**WHAT THIS TASK INVOLVES**
Search the data for the word "Parameter" and copy out every line that has it.

━━━━━━━━

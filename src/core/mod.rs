pub mod errors;
pub mod metrics;

use crate::database::{QueryRecord, TableSchema};
use crate::dependencies::DependencyEdge;
use crate::security::SecurityFinding;
use chrono::{DateTime, Utc};
use serde::{Deserialize, Serialize};
use std::collections::{BTreeMap, BTreeSet};
use std::path::PathBuf;

pub use errors::{Error, Result};

/// A source file as read from disk, after decoding.
#[derive(Clone, Debug, PartialEq, Eq)]
pub struct SourceFile {
    /// Path relative to the analysis root, `/`-separated.
    pub path: String,
    pub text: String,
    pub line_count: usize,
}

impl SourceFile {
    pub fn new(path: impl Into<String>, text: impl Into<String>) -> Self {
        let text = text.into();
        let line_count = count_lines(&text);
        Self {
            path: path.into(),
            text,
            line_count,
        }
    }
}

pub fn count_lines(text: &str) -> usize {
    if text.is_empty() {
        0
    } else {
        text.lines().count()
    }
}

/// Category of request data read through a superglobal.
#[derive(Clone, Copy, Debug, Serialize, Deserialize, PartialEq, Eq, Hash, Ord, PartialOrd)]
#[serde(rename_all = "snake_case")]
pub enum RequestInput {
    Query,
    Body,
    Session,
    Cookie,
    Upload,
    Server,
}

impl std::fmt::Display for RequestInput {
    fn fmt(&self, f: &mut std::fmt::Formatter<'_>) -> std::fmt::Result {
        static DISPLAY_STRINGS: &[(RequestInput, &str)] = &[
            (RequestInput::Query, "query"),
            (RequestInput::Body, "body"),
            (RequestInput::Session, "session"),
            (RequestInput::Cookie, "cookie"),
            (RequestInput::Upload, "upload"),
            (RequestInput::Server, "server"),
        ];

        let display_str = DISPLAY_STRINGS
            .iter()
            .find(|(input, _)| input == self)
            .map(|(_, s)| *s)
            .unwrap_or("unknown");

        write!(f, "{display_str}")
    }
}

/// Inferred shape of a function's return value.
///
/// Inference is heuristic; `Mixed` and `Unknown` carry the uncertainty
/// instead of a guess.
#[derive(Clone, Copy, Debug, Default, Serialize, Deserialize, PartialEq, Eq, Hash)]
#[serde(rename_all = "snake_case")]
pub enum ReturnType {
    Array,
    Boolean,
    Mixed,
    Void,
    #[default]
    Unknown,
}

impl std::fmt::Display for ReturnType {
    fn fmt(&self, f: &mut std::fmt::Formatter<'_>) -> std::fmt::Result {
        let s = match self {
            ReturnType::Array => "array",
            ReturnType::Boolean => "boolean",
            ReturnType::Mixed => "mixed",
            ReturnType::Void => "void",
            ReturnType::Unknown => "unknown",
        };
        write!(f, "{s}")
    }
}

#[derive(Clone, Debug, Default, Serialize, Deserialize, PartialEq, Eq)]
pub struct Parameter {
    /// Variable name without the leading `$`.
    pub name: String,
    #[serde(default, skip_serializing_if = "Option::is_none")]
    pub type_hint: Option<String>,
    /// Default value, kept only when it is a simple literal.
    #[serde(default, skip_serializing_if = "Option::is_none")]
    pub default: Option<String>,
    #[serde(default)]
    pub by_reference: bool,
    #[serde(default)]
    pub variadic: bool,
}

#[derive(Clone, Debug, Serialize, Deserialize, PartialEq)]
pub struct FunctionRecord {
    pub name: String,
    #[serde(default, skip_serializing_if = "Option::is_none")]
    pub class_name: Option<String>,
    pub parameters: Vec<Parameter>,
    pub line_start: usize,
    pub line_end: usize,
    pub cyclomatic_complexity: u32,
    /// Closures and nested named functions whose branches are counted in
    /// `cyclomatic_complexity`.
    pub anonymous_functions: u32,
    pub calls_database: bool,
    pub uses_ambient_state: BTreeSet<String>,
    pub uses_request_input: BTreeSet<RequestInput>,
    pub calls_functions: Vec<String>,
    pub return_type: ReturnType,
    pub return_keys: BTreeSet<String>,
    pub return_nested_keys: BTreeMap<String, BTreeSet<String>>,
    #[serde(default, skip_serializing_if = "Option::is_none")]
    pub visibility: Option<String>,
    pub is_static: bool,
    /// Body-less declaration (abstract or interface method).
    pub is_abstract: bool,
    #[serde(default, skip_serializing_if = "BTreeMap::is_empty")]
    pub doc_param_types: BTreeMap<String, String>,
    #[serde(default, skip_serializing_if = "Option::is_none")]
    pub doc_return_type: Option<String>,
    pub malformed: bool,
}

impl FunctionRecord {
    /// `Class::method` for methods, the bare name otherwise.
    pub fn qualified_name(&self) -> String {
        match &self.class_name {
            Some(class) => format!("{class}::{}", self.name),
            None => self.name.clone(),
        }
    }

    pub fn is_complex(&self, threshold: u32) -> bool {
        self.cyclomatic_complexity > threshold
    }
}

#[derive(Clone, Copy, Debug, Serialize, Deserialize, PartialEq, Eq, Hash)]
#[serde(rename_all = "snake_case")]
pub enum ClassKind {
    Class,
    Interface,
    Trait,
}

#[derive(Clone, Debug, Serialize, Deserialize, PartialEq)]
pub struct ClassRecord {
    pub name: String,
    pub kind: ClassKind,
    #[serde(default, skip_serializing_if = "Option::is_none")]
    pub extends: Option<String>,
    #[serde(default, skip_serializing_if = "Vec::is_empty")]
    pub implements: Vec<String>,
    pub line_start: usize,
    pub line_end: usize,
    pub methods: Vec<String>,
    pub is_singleton: bool,
    pub malformed: bool,
}

#[derive(Clone, Copy, Debug, Serialize, Deserialize, PartialEq, Eq, Hash)]
#[serde(rename_all = "snake_case")]
pub enum ConfigSource {
    Define,
    ConfigArray,
    Variable,
}

#[derive(Clone, Debug, Serialize, Deserialize, PartialEq, Eq)]
pub struct ConfigValue {
    pub name: String,
    pub value: String,
    pub source: ConfigSource,
    pub line: usize,
}

#[derive(Clone, Copy, Debug, Serialize, Deserialize, PartialEq, Eq, Hash)]
#[serde(rename_all = "snake_case")]
pub enum ExternalCallKind {
    Curl,
    CurlUrl,
    HttpStream,
    Socket,
    Soap,
}

#[derive(Clone, Debug, Serialize, Deserialize, PartialEq, Eq)]
pub struct ExternalCall {
    pub kind: ExternalCallKind,
    pub line: usize,
    pub snippet: String,
}

/// Per-file metadata kept in the corpus model. The raw text is not retained.
#[derive(Clone, Debug, Serialize, Deserialize, PartialEq)]
pub struct FileRecord {
    pub path: String,
    pub line_count: usize,
    pub php_lines: usize,
    pub html_lines: usize,
    pub is_mixed: bool,
    pub entry_point_score: f64,
    pub request_inputs: BTreeSet<RequestInput>,
    pub functions: Vec<FunctionRecord>,
    pub classes: Vec<ClassRecord>,
    pub queries: Vec<QueryRecord>,
    pub config_values: Vec<ConfigValue>,
    pub external_calls: Vec<ExternalCall>,
    pub static_calls: BTreeSet<String>,
}

impl FileRecord {
    pub fn empty(path: impl Into<String>) -> Self {
        Self {
            path: path.into(),
            line_count: 0,
            php_lines: 0,
            html_lines: 0,
            is_mixed: false,
            entry_point_score: 0.0,
            request_inputs: BTreeSet::new(),
            functions: Vec::new(),
            classes: Vec::new(),
            queries: Vec::new(),
            config_values: Vec::new(),
            external_calls: Vec::new(),
            static_calls: BTreeSet::new(),
        }
    }
}

#[derive(Clone, Copy, Debug, Serialize, Deserialize, PartialEq, Eq, Hash, Ord, PartialOrd)]
#[serde(rename_all = "snake_case")]
pub enum WarningKind {
    UnreadableFile,
    Transcoded,
    BinaryFile,
    MalformedDeclaration,
    UnterminatedLiteral,
    Cancelled,
    EmptyCorpus,
}

impl std::fmt::Display for WarningKind {
    fn fmt(&self, f: &mut std::fmt::Formatter<'_>) -> std::fmt::Result {
        static DISPLAY_STRINGS: &[(WarningKind, &str)] = &[
            (WarningKind::UnreadableFile, "unreadable file"),
            (WarningKind::Transcoded, "transcoded"),
            (WarningKind::BinaryFile, "binary file"),
            (WarningKind::MalformedDeclaration, "malformed declaration"),
            (WarningKind::UnterminatedLiteral, "unterminated literal"),
            (WarningKind::Cancelled, "cancelled"),
            (WarningKind::EmptyCorpus, "empty corpus"),
        ];

        let display_str = DISPLAY_STRINGS
            .iter()
            .find(|(kind, _)| kind == self)
            .map(|(_, s)| *s)
            .unwrap_or("unknown");

        write!(f, "{display_str}")
    }
}

/// A recoverable or informational problem collected during analysis.
#[derive(Clone, Debug, Serialize, Deserialize, PartialEq, Eq, PartialOrd, Ord)]
pub struct AnalysisWarning {
    #[serde(default, skip_serializing_if = "Option::is_none")]
    pub file: Option<String>,
    #[serde(default, skip_serializing_if = "Option::is_none")]
    pub line: Option<usize>,
    pub kind: WarningKind,
    pub message: String,
}

impl AnalysisWarning {
    pub fn new(kind: WarningKind, message: impl Into<String>) -> Self {
        Self {
            file: None,
            line: None,
            kind,
            message: message.into(),
        }
    }

    pub fn in_file(mut self, file: impl Into<String>) -> Self {
        self.file = Some(file.into());
        self
    }

    pub fn at_line(mut self, line: usize) -> Self {
        self.line = Some(line);
        self
    }

    /// Informational warnings never fail a strict run.
    pub fn is_informational(&self) -> bool {
        matches!(self.kind, WarningKind::EmptyCorpus)
    }
}

#[derive(Clone, Debug, Default, Serialize, Deserialize, PartialEq)]
pub struct ComplexitySummary {
    pub total_functions: usize,
    pub average_complexity: f64,
    pub max_complexity: u32,
    pub high_complexity_count: usize,
}

#[derive(Clone, Debug, Default, Serialize, Deserialize, PartialEq)]
pub struct SecuritySummary {
    pub total: usize,
    pub by_severity: BTreeMap<String, usize>,
    pub by_category: BTreeMap<String, usize>,
    /// Hits per rule id, zero-hit rules included.
    pub rule_hits: BTreeMap<String, usize>,
}

#[derive(Clone, Copy, Debug, Default, Serialize, Deserialize, PartialEq, Eq, PartialOrd, Ord)]
#[serde(rename_all = "snake_case")]
pub enum MigrationRating {
    #[default]
    Low,
    Medium,
    High,
    VeryHigh,
}

impl std::fmt::Display for MigrationRating {
    fn fmt(&self, f: &mut std::fmt::Formatter<'_>) -> std::fmt::Result {
        let s = match self {
            MigrationRating::Low => "low",
            MigrationRating::Medium => "medium",
            MigrationRating::High => "high",
            MigrationRating::VeryHigh => "very high",
        };
        write!(f, "{s}")
    }
}

#[derive(Clone, Debug, Default, Serialize, Deserialize, PartialEq)]
pub struct MigrationAssessment {
    pub total_files: usize,
    pub total_lines: usize,
    pub mixed_files: usize,
    pub database_functions: usize,
    pub tables: usize,
    pub include_cycles: usize,
    pub entry_points: Vec<String>,
    pub factors: Vec<String>,
    pub rating: MigrationRating,
}

#[derive(Clone, Debug, Default, Serialize, Deserialize, PartialEq, Eq)]
pub struct Coupling {
    pub fan_in: usize,
    pub fan_out: usize,
}

#[derive(Clone, Debug, Default, Serialize, Deserialize, PartialEq)]
pub struct CorpusSummary {
    pub complexity: ComplexitySummary,
    pub security: SecuritySummary,
    pub migration: MigrationAssessment,
    pub coupling: BTreeMap<String, Coupling>,
}

/// Aggregate root of one analysis run.
///
/// Built once by [`crate::builders::CorpusBuilder::finish`] and read-only
/// afterwards. Keyed maps iterate in path/table order so serialized output is
/// reproducible.
#[derive(Clone, Debug, Serialize, Deserialize, PartialEq)]
pub struct CorpusModel {
    pub root: PathBuf,
    pub generated_at: DateTime<Utc>,
    pub ruleset_version: String,
    /// False when the run was cancelled before every file was analysed.
    pub complete: bool,
    #[serde(default, skip_serializing_if = "Vec::is_empty")]
    pub skipped_files: Vec<String>,
    pub files: BTreeMap<String, FileRecord>,
    pub tables: BTreeMap<String, TableSchema>,
    pub security_findings: Vec<SecurityFinding>,
    pub dependencies: Vec<DependencyEdge>,
    pub dependency_cycles: Vec<Vec<String>>,
    pub summary: CorpusSummary,
    pub warnings: Vec<AnalysisWarning>,
}

impl CorpusModel {
    pub fn functions(&self) -> impl Iterator<Item = (&str, &FunctionRecord)> {
        self.files
            .values()
            .flat_map(|file| file.functions.iter().map(move |f| (file.path.as_str(), f)))
    }

    /// Warnings that should fail a strict run.
    pub fn blocking_warnings(&self) -> impl Iterator<Item = &AnalysisWarning> {
        self.warnings.iter().filter(|w| !w.is_informational())
    }
}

━━━━━━━━

**OUTPUT FOR THIS EXERCISE**
pub struct Parameter {
    pub parameters: Vec<Parameter>,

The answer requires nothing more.